54% of contractors surveyed in the RLB’s annual Procurement Trends survey reported an increase in collaborative working in procurement
RLB’s annual procurement trends report has found that faced with an industry-wide wariness toward supply chain stability, collaborative working across procurement has increased.
Attitudes towards shared responsibility are shifting, with 35% of contractors seeing an increased willingness from clients to consider risk sharing.
Correspondingly, 26% reported increased use of fluctuation clauses, as well as 63% of contractors reporting a significant increase in the cost of performance bonds.
However, concerns about the fragility of the supply chain prevail, impacting market trends on labour availability, materials cost and supply.
Other key findings include:
- In response to market volatility, 16% of contractors now report increased use of project bank accounts
- An 8% increase in the use of two-stage tendering, and a 6% reduction in negotiated projects
- 67% of projects use design and build forms of contract, the highest proportion since the start of our survey
- 87% of contractors report that the greatest issue they face in the next 12 months is robustness of their supply chains
Regional breakdowns of procurement practice indicate that in Yorkshire & Humber and North West, single-stage procurement activity may have more appeal (all other project attributes being equal), whereas in the Midlands and London, two-stage procurement or negotiated routes to market activity may have more appeal (all other project attributes being equal).
Collaborative procurement still needs to win over the majority of the market
Paul Beeston, RLB head of Industry and Service Insight, said: “There are mutual benefits for clients and contractors by moving to a programme-based, not project-based, procurement process where earlier contract involvement is standard and the risk is borne across parties, rather than resting solely on the shoulders of the contractor or the client.

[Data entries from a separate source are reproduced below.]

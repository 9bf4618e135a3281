use leptos::prelude::*;

/// Form that adds a product and swaps in the refreshed product list.
#[component]
pub fn NewProductForm() -> impl IntoView {
    view! {
        <form
            class="new-product"
            hx-post="/hx/create_product"
            hx-target="#product-list"
            hx-swap="morph:outerHTML"
        >
            <input type="text" name="name" placeholder="Name" required="" />
            <input
                type="text"
                name="price"
                placeholder="0.00"
                inputmode="decimal"
                pattern="[0-9]+([.][0-9]{1,2})?"
                required=""
            />
            <button type="submit">"Add product"</button>
        </form>
    }
}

“It is not just contractors struggling to put the theory into practice – clients and their advisors are rightly contemplating the impact of insolvency in a market where bonding facilities are proving more challenging to source.”
If we are seeing major contractors unable to remain profitable, we know there is a crumpling ecosystem below them in the supply chain,” warned Sam Barnes, RLB partner and national head of cost management. “Things need to change fast, and we need a more transparent and collaborative procurement system.”